(Collected data entries)
● ● ● ●

//! Usage-area analysis.
//!
//! Turns a noisy, time-ordered [`SampleSequence`] into a [`UsageMeasurement`]:
//! how many millimeters of the tablet's active area the recorded motion spans
//! on each axis, and the dominant rotation of that motion.
//!
//! ## Pipeline
//! 1. Split samples into `xs`/`ys` (index-aligned).
//! 2. Reject outliers with a `mean ± sigma·stddev` band per axis ([`SigmaBand`]).
//!    [`FilterMode::Paired`] drops a whole sample when either coordinate is out
//!    of band, keeping x/y aligned. [`FilterMode::PerAxis`] filters each axis on
//!    its own; pairs are then re-formed by position and may no longer be the
//!    samples that were recorded together.
//! 3. Fewer than 2 retained values on either axis ⇒ [`AnalysisOutcome::Insufficient`].
//! 4. Rotation = `atan2(ΣΔy, ΣΔx)` over consecutive retained points.
//! 5. Optionally rotate every retained point by `-rotation` around the
//!    pre-filter mean so the dominant motion lies on the x axis.
//! 6. Measure each axis with an [`ExtentStrategy`].
//! 7. Scale pixels to millimeters against the screen's active region.
//!
//! The analyzer is pure: no I/O, no shared state, input is borrowed immutably.
//!
//! # Example
//! ```
//! use padspan::{analyze, AnalysisOutcome, DeviceSpec, SampleSequence, ScreenGeometry};
//!
//! let samples: SampleSequence = (0..=60).map(|i| (400 + i * 10, 540)).collect::<Vec<_>>().into();
//! let device = DeviceSpec::new("Acme", "Pad", 300.0, 200.0).unwrap();
//! let screen = ScreenGeometry::new(1920, 1080).unwrap();
//!
//! match analyze(&samples, &device, &screen) {
//!     AnalysisOutcome::Measured(m) => assert!((m.width_mm - 156.25).abs() < 1e-9),
//!     other => panic!("unexpected outcome: {other:?}"),
//! }
//! ```

use crate::catalog::DeviceSpec;
use crate::geometry::{ActiveRegionRatio, ScreenGeometry};
use crate::sample::SampleSequence;
use log::debug;
use serde::{Deserialize, Serialize};
use std::collections::BTreeMap;

/// Default half-width of the outlier band, in standard deviations.
pub const DEFAULT_SIGMA: f64 = 3.0;

/// Default band, in percent of the value range, searched by [`ExtentStrategy::PeakNearExtremes`].
pub const DEFAULT_PEAK_THRESHOLD_PERCENT: f64 = 5.0;

/// How outliers are removed before measuring.
#[derive(Clone, Copy, Debug, Default, PartialEq, Eq, Serialize, Deserialize)]
#[serde(rename_all = "snake_case")]
pub enum FilterMode {
    /// Drop a sample if either coordinate is out of band. Keeps x/y aligned.
    #[default]
    Paired,
    /// Filter each axis independently. Alignment is best-effort.
    PerAxis,
}

/// Algorithm used to turn one axis of retained values into a pixel extent.
#[derive(Clone, Copy, Debug, Default, PartialEq)]
pub enum ExtentStrategy {
    /// `max - min`.
    #[default]
    BoundingBox,
    /// Most frequent value within `threshold_percent` of the range from each end.
    PeakNearExtremes { threshold_percent: f64 },
}

impl ExtentStrategy {
    /// Peak-near-extremes with the default 5% band.
    pub fn peak_near_extremes() -> Self {
        ExtentStrategy::PeakNearExtremes {
            threshold_percent: DEFAULT_PEAK_THRESHOLD_PERCENT,
        }
    }

    /// Extent of `values` in the same unit as the values. Empty input yields `0.0`.
    pub fn extent(&self, values: &[f64]) -> f64 {
        let (lo, hi) = match *self {
            ExtentStrategy::BoundingBox => match min_max(values) {
                Some(bounds) => bounds,
                None => return 0.0,
            },
            ExtentStrategy::PeakNearExtremes { threshold_percent } => {
                match peak_near_extremes(values, threshold_percent) {
                    Some(bounds) => bounds,
                    None => return 0.0,
                }
            }
        };
        hi - lo
    }

    pub fn name(&self) -> &'static str {
        match self {
            ExtentStrategy::BoundingBox => "bounding box",
            ExtentStrategy::PeakNearExtremes { .. } => "peak near extremes",
        }
    }
}

/// Analyzer knobs. `Default` is the canonical pipeline: paired 3σ filter,
/// de-rotation, bounding box.
#[derive(Clone, Copy, Debug, PartialEq)]
pub struct AnalyzerConfig {
    pub filter: FilterMode,
    pub strategy: ExtentStrategy,
    pub derotate: bool,
    pub sigma: f64,
}

impl Default for AnalyzerConfig {
    fn default() -> Self {
        Self {
            filter: FilterMode::Paired,
            strategy: ExtentStrategy::BoundingBox,
            derotate: true,
            sigma: DEFAULT_SIGMA,
        }
    }
}

/// Used tablet area.
#[derive(Clone, Copy, Debug, PartialEq, Serialize)]
pub struct UsageMeasurement {
    pub width_mm: f64,
    pub height_mm: f64,
    /// Dominant motion angle in degrees, `(-180, 180]`.
    pub rotation_deg: f64,
    /// Whether extents were measured in the de-rotated frame.
    pub derotated: bool,
}

/// Result of one analysis run.
#[derive(Clone, Copy, Debug, PartialEq)]
pub enum AnalysisOutcome {
    /// Nothing was recorded. Not an error.
    NoSamples,
    /// Too few samples survived filtering to measure anything.
    Insufficient { retained_x: usize, retained_y: usize },
    Measured(UsageMeasurement),
}

impl AnalysisOutcome {
    pub fn measurement(&self) -> Option<&UsageMeasurement> {
        match self {
            AnalysisOutcome::Measured(m) => Some(m),
            _ => None,
        }
    }
}

/// Acceptance band `mean ± sigma·std_dev` for one axis.
#[derive(Clone, Copy, Debug, PartialEq)]
pub struct SigmaBand {
    pub mean: f64,
    pub std_dev: f64,
    pub sigma: f64,
}

impl SigmaBand {
    /// Strictly inside the band. A zero-spread band accepts only the mean itself.
    #[inline]
    pub fn contains(&self, v: f64) -> bool {
        if self.std_dev == 0.0 {
            return v == self.mean;
        }
        let half = self.sigma * self.std_dev;
        v > self.mean - half && v < self.mean + half
    }

    pub fn filter(&self, values: &[f64]) -> Vec<f64> {
        values.iter().copied().filter(|&v| self.contains(v)).collect()
    }
}

/// Arithmetic mean; `None` for empty input.
pub fn mean(values: &[f64]) -> Option<f64> {
    if values.is_empty() {
        return None;
    }
    Some(values.iter().sum::<f64>() / values.len() as f64)
}

/// Population (divide-by-n) standard deviation; `None` for empty input.
pub fn population_std_dev(values: &[f64]) -> Option<f64> {
    let m = mean(values)?;
    let var = values.iter().map(|v| (v - m) * (v - m)).sum::<f64>() / values.len() as f64;
    Some(var.sqrt())
}

/// Band computed from `values` themselves.
pub fn sigma_band(values: &[f64], sigma: f64) -> Option<SigmaBand> {
    Some(SigmaBand {
        mean: mean(values)?,
        std_dev: population_std_dev(values)?,
        sigma,
    })
}

/// Net direction of motion, in radians: `atan2(ΣΔy, ΣΔx)` over consecutive points.
///
/// Fewer than two points, or no net motion, yields `0.0`.
pub fn estimate_rotation(points: &[(f64, f64)]) -> f64 {
    let (sum_dx, sum_dy) = points
        .windows(2)
        .fold((0.0_f64, 0.0_f64), |(sx, sy), w| {
            (sx + (w[1].0 - w[0].0), sy + (w[1].1 - w[0].1))
        });
    sum_dy.atan2(sum_dx)
}

/// Rotate `points` by `-angle` radians around `pivot`. Output is pivot-relative.
pub fn derotate(points: &[(f64, f64)], pivot: (f64, f64), angle: f64) -> Vec<(f64, f64)> {
    let theta = -angle;
    let (sin, cos) = theta.sin_cos();
    points
        .iter()
        .map(|&(x, y)| {
            let cx = x - pivot.0;
            let cy = y - pivot.1;
            (cx * cos - cy * sin, cx * sin + cy * cos)
        })
        .collect()
}

/// `(min, max)` of `values`; `None` if empty.
fn min_max(values: &[f64]) -> Option<(f64, f64)> {
    let first = *values.first()?;
    Some(
        values
            .iter()
            .fold((first, first), |(lo, hi), &v| (lo.min(v), hi.max(v))),
    )
}

/// Mode-based boundary estimate.
///
/// Values within `threshold_percent` of the range from each end are binned to
/// the nearest integer; the most frequent bin on each side is the boundary.
/// Ties go to the smaller value.
pub fn peak_near_extremes(values: &[f64], threshold_percent: f64) -> Option<(f64, f64)> {
    let (min, max) = min_max(values)?;
    let band = (max - min) * (threshold_percent / 100.0);

    let near_min = values.iter().copied().filter(|&v| v <= min + band);
    let near_max = values.iter().copied().filter(|&v| v >= max - band);

    let lo = mode_of(near_min).map(|b| b as f64).unwrap_or(min);
    let hi = mode_of(near_max).map(|b| b as f64).unwrap_or(max);
    Some((lo, hi))
}

fn mode_of(values: impl Iterator<Item = f64>) -> Option<i64> {
    let mut histogram: BTreeMap<i64, usize> = BTreeMap::new();
    for v in values {
        *histogram.entry(v.round() as i64).or_default() += 1;
    }
    let mut best: Option<(i64, usize)> = None;
    for (bin, count) in histogram {
        match best {
            Some((_, c)) if c >= count => {}
            _ => best = Some((bin, count)),
        }
    }
    best.map(|(bin, _)| bin)
}

/// Sample-to-millimeter analyzer.
#[derive(Clone, Debug, Default)]
pub struct UsageAreaAnalyzer {
    config: AnalyzerConfig,
    ratio: ActiveRegionRatio,
}

impl UsageAreaAnalyzer {
    pub fn new(config: AnalyzerConfig) -> Self {
        Self {
            config,
            ratio: ActiveRegionRatio::REFERENCE,
        }
    }

    pub fn config(&self) -> &AnalyzerConfig {
        &self.config
    }

    pub fn analyze(
        &self,
        samples: &SampleSequence,
        device: &DeviceSpec,
        screen: &ScreenGeometry,
    ) -> AnalysisOutcome {
        if samples.is_empty() {
            debug!("no samples recorded; nothing to analyze");
            return AnalysisOutcome::NoSamples;
        }

        let xs: Vec<f64> = samples.iter().map(|s| s.x as f64).collect();
        let ys: Vec<f64> = samples.iter().map(|s| s.y as f64).collect();

        // Non-empty input, so both bands exist.
        let (Some(band_x), Some(band_y)) = (
            sigma_band(&xs, self.config.sigma),
            sigma_band(&ys, self.config.sigma),
        ) else {
            return AnalysisOutcome::NoSamples;
        };

        let (fx, fy): (Vec<f64>, Vec<f64>) = match self.config.filter {
            FilterMode::Paired => xs
                .iter()
                .zip(&ys)
                .filter(|&(&x, &y)| band_x.contains(x) && band_y.contains(y))
                .map(|(&x, &y)| (x, y))
                .unzip(),
            FilterMode::PerAxis => (band_x.filter(&xs), band_y.filter(&ys)),
        };

        debug!(
            "{:?} filter kept x {}/{} (mean {:.1}, sd {:.1}), y {}/{} (mean {:.1}, sd {:.1})",
            self.config.filter,
            fx.len(),
            xs.len(),
            band_x.mean,
            band_x.std_dev,
            fy.len(),
            ys.len(),
            band_y.mean,
            band_y.std_dev
        );

        if fx.len() < 2 || fy.len() < 2 {
            return AnalysisOutcome::Insufficient {
                retained_x: fx.len(),
                retained_y: fy.len(),
            };
        }

        // Paired: exact pairs. PerAxis: positional, truncated to the shorter axis.
        let points: Vec<(f64, f64)> = fx.iter().copied().zip(fy.iter().copied()).collect();
        let angle = estimate_rotation(&points);

        let (width_px, height_px) = if self.config.derotate {
            let rotated = derotate(&points, (band_x.mean, band_y.mean), angle);
            let (rx, ry): (Vec<f64>, Vec<f64>) = rotated.into_iter().unzip();
            (
                self.config.strategy.extent(&rx),
                self.config.strategy.extent(&ry),
            )
        } else {
            (
                self.config.strategy.extent(&fx),
                self.config.strategy.extent(&fy),
            )
        };

        let inner = screen.inner_region(self.ratio);
        // Sub-2px screens truncate to a zero-pixel region; avoid dividing by it.
        let inner_w = inner.width_px.max(1) as f64;
        let inner_h = inner.height_px.max(1) as f64;

        let measurement = UsageMeasurement {
            width_mm: width_px * device.width_mm / inner_w,
            height_mm: height_px * device.height_mm / inner_h,
            rotation_deg: angle.to_degrees(),
            derotated: self.config.derotate,
        };
        debug!(
            "{} extent {:.1} x {:.1} px over {} x {} px region, rotation {:.2} deg",
            self.config.strategy.name(),
            width_px,
            height_px,
            inner.width_px,
            inner.height_px,
            measurement.rotation_deg
        );
        AnalysisOutcome::Measured(measurement)
    }
}

/// Run the canonical pipeline ([`AnalyzerConfig::default`]).
pub fn analyze(
    samples: &SampleSequence,
    device: &DeviceSpec,
    screen: &ScreenGeometry,
) -> AnalysisOutcome {
    UsageAreaAnalyzer::default().analyze(samples, device, screen)
}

● ● ● ●

# Exercise
Select the lines from the entries that include the word "boundary".

# Answer box
/// Mode-based boundary estimate.
/// the nearest integer; the most frequent bin on each side is the boundary.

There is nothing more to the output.